[Recorded data]
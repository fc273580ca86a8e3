use reqwest::{Method, RequestBuilder, Response, StatusCode, Url};
use serde::de::DeserializeOwned;
use tracing::{debug, warn};

use crate::application::ports::config::KeycloakConfig;
use crate::domain::errors::*;

/// HTTP plumbing shared by the Keycloak adapters: endpoint construction,
/// bearer authorisation and the expected-status check.
///
/// Cloning is cheap; the underlying `reqwest::Client` is reference counted.
#[derive(Clone, Debug)]
pub struct KeycloakRestClient {
    config: KeycloakConfig,
    http: reqwest::Client,
}

impl KeycloakRestClient {
    pub fn new(config: KeycloakConfig, http: reqwest::Client) -> Self {
        Self { config, http }
    }

    pub fn config(&self) -> &KeycloakConfig {
        &self.config
    }

    pub fn http(&self) -> &reqwest::Client {
        &self.http
    }

    /// Admin endpoint below `/admin/realms/{realm}`. Each element of
    /// `segments` becomes exactly one path segment: `/`, `?`, `#` and `%`
    /// are percent-encoded, and empty or dot-only segments are refused.
    pub fn admin_url(&self, segments: &[&str]) -> DomainResult<Url> {
        if let Some(segment) = segments
            .iter()
            .find(|s| s.is_empty() || **s == "." || **s == "..")
        {
            return Err(DomainError::Validation {
                field: "path".to_string(),
                message: format!("'{segment}' is not a valid resource identifier"),
            });
        }

        let mut url = Url::parse(&self.config.url).map_err(|e| DomainError::Configuration {
            message: format!("invalid Keycloak URL {}: {e}", self.config.url),
        })?;
        url.path_segments_mut()
            .map_err(|_| DomainError::Configuration {
                message: format!("Keycloak URL {} cannot carry a path", self.config.url),
            })?
            .pop_if_empty()
            .extend(["admin", "realms", self.config.realm.as_str()])
            .extend(segments);

        Ok(url)
    }

    pub fn token_url(&self) -> String {
        self.config.get_token_url()
    }

    /// An admin API request carrying the inbound call's bearer token.
    pub fn admin(
        &self,
        method: Method,
        segments: &[&str],
        token: &str,
    ) -> DomainResult<RequestBuilder> {
        let url = self.admin_url(segments)?;
        Ok(self.http.request(method, url).bearer_auth(token))
    }

    /// Sends `request` and accepts exactly `expected`.
    ///
    /// On any other status the body is read (best effort) and carried in the
    /// error together with the status text.
    pub async fn execute(
        &self,
        operation: &str,
        request: RequestBuilder,
        expected: StatusCode,
    ) -> DomainResult<Response> {
        let response = request.send().await.map_err(|e| {
            warn!(operation, error = %e, "Keycloak request failed");
            DomainError::Transport {
                operation: operation.to_string(),
                message: e.to_string(),
            }
        })?;

        let status = response.status();
        if status != expected {
            let body = response.text().await.unwrap_or_default();
            warn!(
                operation,
                status = status.as_u16(),
                expected = expected.as_u16(),
                "unexpected status from Keycloak"
            );
            return Err(DomainError::UnexpectedStatus {
                operation: operation.to_string(),
                status: status.as_u16(),
                status_text: status.to_string(),
                body,
            });
        }

        debug!(operation, status = status.as_u16(), "Keycloak request succeeded");
        Ok(response)
    }

    /// `execute` expecting 200, then decode the JSON body.
    pub async fn fetch<T: DeserializeOwned>(
        &self,
        operation: &str,
        request: RequestBuilder,
    ) -> DomainResult<T> {
        let response = self.execute(operation, request, StatusCode::OK).await?;
        read_json(operation, response).await
    }
}

/// Decode a response body, keeping transport and decoding failures apart.
pub async fn read_json<T: DeserializeOwned>(operation: &str, response: Response) -> DomainResult<T> {
    let bytes = response.bytes().await.map_err(|e| DomainError::Transport {
        operation: operation.to_string(),
        message: e.to_string(),
    })?;

    serde_json::from_slice(&bytes).map_err(|e| DomainError::Decode {
        operation: operation.to_string(),
        message: e.to_string(),
    })
}
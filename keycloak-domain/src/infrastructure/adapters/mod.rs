pub mod env_config;
pub mod keycloak_client_repository;
pub mod keycloak_group_repository;
pub mod keycloak_rest;
pub mod keycloak_role_repository;
pub mod keycloak_token_provider;
pub mod keycloak_user_repository;

pub use env_config::*;
pub use keycloak_client_repository::*;
pub use keycloak_group_repository::*;
pub use keycloak_rest::*;
pub use keycloak_role_repository::*;
pub use keycloak_token_provider::*;
pub use keycloak_user_repository::*;
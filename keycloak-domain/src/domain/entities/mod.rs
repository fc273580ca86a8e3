pub mod access_token;
pub mod client;
pub mod common;
pub mod group;
pub mod role;
pub mod user;

pub use access_token::*;
pub use client::*;
pub use common::*;
pub use group::*;
pub use role::*;
pub use user::*;
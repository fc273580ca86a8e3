use keycloak_domain::{TokenProvider, UserPatch, UserRepository, UserRepresentation};
use std::sync::Arc;
use tracing::{info, instrument};

use super::ServiceTokenHelper;
use crate::dto::*;
use crate::error::{Classify, RpcResult};
use crate::mapper::collect;
use crate::{require, require_present, require_value};

/// `keycloak.UserService`
#[derive(Clone)]
pub struct UserService {
    users: Arc<dyn UserRepository>,
    tokens: Arc<dyn TokenProvider>,
}

impl ServiceTokenHelper for UserService {
    fn token_provider(&self) -> &Arc<dyn TokenProvider> {
        &self.tokens
    }
}

impl UserService {
    pub fn new(users: Arc<dyn UserRepository>, tokens: Arc<dyn TokenProvider>) -> Self {
        Self { users, tokens }
    }

    #[instrument(skip(self, request), fields(username = %request.username))]
    pub async fn create_user(&self, request: UserRequest) -> RpcResult<Empty> {
        require!(!request.username.is_empty(), "username cannot be nil or empty");

        let user = UserRepresentation::from(request);
        let token = self.service_token().await?;
        self.users.create(&user, &token).await.or_internal()?;

        Ok(Empty {})
    }

    /// Fetch, merge, then write back the full representation.
    #[instrument(skip(self, request), fields(user_id = %request.pid))]
    pub async fn update_user(&self, request: UpdateUserRequest) -> RpcResult<Empty> {
        require!(!request.pid.is_empty(), "user pid cannot be nil or empty");

        let token = self.service_token().await?;
        let mut user = self
            .users
            .get_by_id(&request.pid, &token)
            .await
            .or_not_found()?;

        user.apply(UserPatch::from(request));
        self.users.update(&user, &token).await.or_internal()?;

        Ok(Empty {})
    }

    #[instrument(skip(self))]
    pub async fn get_user_by_id(&self, request: StringValue) -> RpcResult<UserResponse> {
        let id = require_value!(request.value, "id cannot be nil or empty");

        let token = self.service_token().await?;
        let user = self.users.get_by_id(&id, &token).await.or_not_found()?;

        Ok(user.into())
    }

    #[instrument(skip(self))]
    pub async fn get_user_by_username(&self, request: StringValue) -> RpcResult<UserResponse> {
        let username = require_value!(request.value, "username cannot be nil or empty");

        let token = self.service_token().await?;
        let user = self
            .users
            .get_by_username(&username, &token)
            .await
            .or_not_found()?;

        Ok(user.into())
    }

    #[instrument(skip(self))]
    pub async fn delete_user(&self, request: StringValue) -> RpcResult<Empty> {
        let id = require_value!(request.value, "id cannot be nil or empty");

        let token = self.service_token().await?;
        self.users.delete(&id, &token).await.or_internal()?;

        Ok(Empty {})
    }

    #[instrument(skip(self))]
    pub async fn add_user_to_group(&self, request: UserGroupRequest) -> RpcResult<Empty> {
        require!(!request.user_id.is_empty(), "userId cannot be nil or empty");
        require!(!request.group_id.is_empty(), "groupId cannot be nil or empty");

        let token = self.service_token().await?;
        self.users
            .add_to_group(&request.user_id, &request.group_id, &token)
            .await
            .or_internal()?;

        Ok(Empty {})
    }

    #[instrument(skip(self))]
    pub async fn remove_user_from_group(&self, request: UserGroupRequest) -> RpcResult<Empty> {
        require!(!request.user_id.is_empty(), "userId cannot be nil or empty");
        require!(!request.group_id.is_empty(), "groupId cannot be nil or empty");

        let token = self.service_token().await?;
        self.users
            .remove_from_group(&request.user_id, &request.group_id, &token)
            .await
            .or_internal()?;

        Ok(Empty {})
    }

    /// Password grant for an end user. Needs no service token.
    #[instrument(skip(self, request), fields(username = %request.username))]
    pub async fn authenticate(&self, request: AuthenticateRequest) -> RpcResult<AccessTokenResponse> {
        require!(!request.password.is_empty(), "password cannot be nil or empty");
        require!(!request.username.is_empty(), "username cannot be nil or empty");
        let client_id = require_present!(request.client_id, "client id cannot be nil or empty");
        require!(
            request.client_secret.as_ref().map_or(true, |s| !s.is_empty()),
            "client secret cannot be nil or empty"
        );

        let token = self
            .users
            .authenticate(
                &request.username,
                &request.password,
                &client_id,
                request.client_secret.as_deref(),
            )
            .await
            .or_internal()?;

        Ok(token.into())
    }

    #[instrument(skip(self, _request))]
    pub async fn get_all_users(&self, _request: Empty) -> RpcResult<UsersResponse> {
        let token = self.service_token().await?;
        let users = self.users.get_all(&token).await.or_internal()?;

        info!("Listed {} users", users.len());
        Ok(UsersResponse {
            users: collect(users),
        })
    }

    #[instrument(skip(self, request), fields(count = request.requests.len()))]
    pub async fn get_users_by_ids(&self, request: StringsRequest) -> RpcResult<UsersResponse> {
        require!(!request.requests.is_empty(), "userIds cannot be nil or empty");

        let token = self.service_token().await?;
        let users = self
            .users
            .get_by_ids(&request.requests, &token)
            .await
            .or_internal()?;

        Ok(UsersResponse {
            users: collect(users),
        })
    }

    #[instrument(skip(self, request), fields(count = request.requests.len()))]
    pub async fn get_users_by_usernames(&self, request: StringsRequest) -> RpcResult<UsersResponse> {
        require!(!request.requests.is_empty(), "usernames cannot be nil or empty");

        let token = self.service_token().await?;
        let users = self
            .users
            .get_by_usernames(&request.requests, &token)
            .await
            .or_internal()?;

        Ok(UsersResponse {
            users: collect(users),
        })
    }

    #[instrument(skip(self, request), fields(user_id = %request.user_id))]
    pub async fn set_user_password(&self, request: PasswordRequest) -> RpcResult<BoolValue> {
        require!(!request.user_id.is_empty(), "user id cannot be nil or empty");
        require!(!request.password.is_empty(), "password cannot be nil or empty");

        let token = self.service_token().await?;
        let value = self
            .users
            .set_password(&request.user_id, &request.password, request.temporary, &token)
            .await
            .or_internal()?;

        Ok(BoolValue { value })
    }
}
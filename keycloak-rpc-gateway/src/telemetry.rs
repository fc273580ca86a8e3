use keycloak_domain::{LogFormat, LogLevel, LoggingConfig};
use tracing_subscriber::{fmt, layer::SubscriberExt, util::SubscriberInitExt, EnvFilter};

/// Filter used when `RUST_LOG` is unset
pub fn default_filter(level: &LogLevel) -> String {
    format!("keycloak_rpc_gateway={level},keycloak_domain={level},tower_http={level}")
}

pub fn init(config: &LoggingConfig) {
    let filter = EnvFilter::try_from_default_env()
        .unwrap_or_else(|_| EnvFilter::new(default_filter(&config.level)));

    let registry = tracing_subscriber::registry().with(filter);
    match config.format {
        LogFormat::Compact => registry.with(fmt::layer().compact()).init(),
        LogFormat::Pretty => registry.with(fmt::layer().pretty()).init(),
        LogFormat::Json => registry.with(fmt::layer().json()).init(),
    }
}
use axum::{
    extract::{rejection::JsonRejection, State},
    middleware,
    routing::{get, post},
    Json, Router,
};
use tower_http::trace::TraceLayer;

use crate::dto::*;
use crate::error::RpcStatus;
use crate::middleware::log_rpc;
use crate::state::AppState;

/// A `POST` handler decoding `$request` and dispatching to one service
/// method. Undecodable bodies are `INVALID_ARGUMENT`.
macro_rules! rpc {
    ($service:ident . $method:ident ( $request:ty )) => {
        post(
            |State(state): State<AppState>, payload: Result<Json<$request>, JsonRejection>| async move {
                let Json(request) =
                    payload.map_err(|rejection| RpcStatus::invalid_argument(rejection.body_text()))?;
                state.$service.$method(request).await.map(Json)
            },
        )
    };
}

async fn health() -> &'static str {
    "ok"
}

pub fn router(state: AppState) -> Router {
    Router::new()
        .route("/health", get(health))
        // User service
        .route("/keycloak.UserService/CreateUser", rpc!(users.create_user(UserRequest)))
        .route("/keycloak.UserService/UpdateUser", rpc!(users.update_user(UpdateUserRequest)))
        .route("/keycloak.UserService/GetUserById", rpc!(users.get_user_by_id(StringValue)))
        .route(
            "/keycloak.UserService/GetUserByUsername",
            rpc!(users.get_user_by_username(StringValue)),
        )
        .route("/keycloak.UserService/DeleteUser", rpc!(users.delete_user(StringValue)))
        .route(
            "/keycloak.UserService/AddUserToGroup",
            rpc!(users.add_user_to_group(UserGroupRequest)),
        )
        .route(
            "/keycloak.UserService/RemoveUserFromGroup",
            rpc!(users.remove_user_from_group(UserGroupRequest)),
        )
        .route(
            "/keycloak.UserService/Authenticate",
            rpc!(users.authenticate(AuthenticateRequest)),
        )
        .route("/keycloak.UserService/GetAllUsers", rpc!(users.get_all_users(Empty)))
        .route(
            "/keycloak.UserService/GetUsersByIds",
            rpc!(users.get_users_by_ids(StringsRequest)),
        )
        .route(
            "/keycloak.UserService/GetUsersByUsernames",
            rpc!(users.get_users_by_usernames(StringsRequest)),
        )
        .route(
            "/keycloak.UserService/SetUserPassword",
            rpc!(users.set_user_password(PasswordRequest)),
        )
        // Group service
        .route("/keycloak.GroupService/CreateGroup", rpc!(groups.create_group(GroupRequest)))
        .route(
            "/keycloak.GroupService/GetGroupsInRealm",
            rpc!(groups.get_groups_in_realm(Empty)),
        )
        .route("/keycloak.GroupService/GetGroupById", rpc!(groups.get_group_by_id(StringValue)))
        .route("/keycloak.GroupService/DeleteGroup", rpc!(groups.delete_group(StringValue)))
        .route(
            "/keycloak.GroupService/GetGroupMembers",
            rpc!(groups.get_group_members(StringValue)),
        )
        .route(
            "/keycloak.GroupService/AddRoleToGroup",
            rpc!(groups.add_role_to_group(RoleGroupRequest)),
        )
        // Role service
        .route(
            "/keycloak.RoleService/AssignRoleToUser",
            rpc!(roles.assign_role_to_user(UserRoleRequest)),
        )
        .route(
            "/keycloak.RoleService/RemoveRoleFromUser",
            rpc!(roles.remove_role_from_user(UserRoleRequest)),
        )
        .route("/keycloak.RoleService/GetUserRoles", rpc!(roles.get_user_roles(StringValue)))
        .route(
            "/keycloak.RoleService/GetAvailableRoles",
            rpc!(roles.get_available_roles(StringValue)),
        )
        .route("/keycloak.RoleService/CreateRole", rpc!(roles.create_role(RoleRequest)))
        // Client service
        .route("/keycloak.ClientService/GetClients", rpc!(clients.get_clients(Empty)))
        .route(
            "/keycloak.ClientService/GetClientById",
            rpc!(clients.get_client_by_id(StringValue)),
        )
        .route(
            "/keycloak.ClientService/GetClientByClientId",
            rpc!(clients.get_client_by_client_id(StringValue)),
        )
        .route(
            "/keycloak.ClientService/GetClientsByIds",
            rpc!(clients.get_clients_by_ids(StringsRequest)),
        )
        .route(
            "/keycloak.ClientService/GetClientsByClientIds",
            rpc!(clients.get_clients_by_client_ids(StringsRequest)),
        )
        .layer(middleware::from_fn(log_rpc))
        .layer(TraceLayer::new_for_http())
        .with_state(state)
}
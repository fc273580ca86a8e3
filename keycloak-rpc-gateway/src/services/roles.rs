use keycloak_domain::{RoleRepository, TokenProvider};
use std::sync::Arc;
use tracing::{info, instrument};

use super::ServiceTokenHelper;
use crate::dto::*;
use crate::error::{Classify, RpcResult, RpcStatus};
use crate::mapper::{collect, new_role, role_reference};
use crate::{require, require_present, require_value};

/// `keycloak.RoleService`. Role mappings here are realm-level.
#[derive(Clone)]
pub struct RoleService {
    roles: Arc<dyn RoleRepository>,
    tokens: Arc<dyn TokenProvider>,
}

impl ServiceTokenHelper for RoleService {
    fn token_provider(&self) -> &Arc<dyn TokenProvider> {
        &self.tokens
    }
}

impl RoleService {
    pub fn new(roles: Arc<dyn RoleRepository>, tokens: Arc<dyn TokenProvider>) -> Self {
        Self { roles, tokens }
    }

    #[instrument(skip(self, request), fields(user_id = %request.user_id))]
    pub async fn assign_role_to_user(&self, request: UserRoleRequest) -> RpcResult<Empty> {
        require!(!request.user_id.is_empty(), "userId cannot be nil or empty");
        let role = request
            .role
            .ok_or_else(|| RpcStatus::invalid_argument("role cannot be nil"))?;
        let name = require_present!(role.name, "role name cannot be nil or empty");
        let id = require_present!(role.id, "role id cannot be nil or empty");

        let role = role_reference(id, Some(name));
        let token = self.service_token().await?;
        self.roles
            .assign_to_user(&request.user_id, &role, &token)
            .await
            .or_internal()?;

        info!("Assigned role {} to user {}", role.name, request.user_id);
        Ok(Empty {})
    }

    /// Only the role id is required; a name is forwarded when given.
    #[instrument(skip(self, request), fields(user_id = %request.user_id))]
    pub async fn remove_role_from_user(&self, request: UserRoleRequest) -> RpcResult<Empty> {
        require!(!request.user_id.is_empty(), "userId cannot be nil or empty");
        let role = request
            .role
            .ok_or_else(|| RpcStatus::invalid_argument("role cannot be nil or empty"))?;
        let id = require_present!(role.id, "role id cannot be nil or empty");

        let role = role_reference(id, role.name);
        let token = self.service_token().await?;
        self.roles
            .remove_from_user(&request.user_id, &role, &token)
            .await
            .or_internal()?;

        Ok(Empty {})
    }

    #[instrument(skip(self))]
    pub async fn get_user_roles(&self, request: StringValue) -> RpcResult<RolesResponse> {
        let user_id = require_value!(request.value, "userId cannot be nil or empty");

        let token = self.service_token().await?;
        let roles = self.roles.list_assigned(&user_id, &token).await.or_internal()?;

        Ok(RolesResponse {
            roles: collect(roles),
        })
    }

    #[instrument(skip(self))]
    pub async fn get_available_roles(&self, request: StringValue) -> RpcResult<RolesResponse> {
        let user_id = require_value!(request.value, "userId cannot be nil or empty");

        let token = self.service_token().await?;
        let roles = self
            .roles
            .list_available(&user_id, &token)
            .await
            .or_internal()?;

        Ok(RolesResponse {
            roles: collect(roles),
        })
    }

    #[instrument(skip(self, request))]
    pub async fn create_role(&self, request: RoleRequest) -> RpcResult<Empty> {
        let name = require_present!(request.name, "role cannot be nil or empty");

        let role = new_role(name, request.description);
        let token = self.service_token().await?;
        self.roles.create_role(&role, &token).await.or_internal()?;

        info!("Created role {}", role.name);
        Ok(Empty {})
    }
}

# Problem to solve
Every line in the data that holds "return" should be copied out.

# Answer below
            return Err(DomainError::Validation {
            return Err(DomainError::UnexpectedStatus {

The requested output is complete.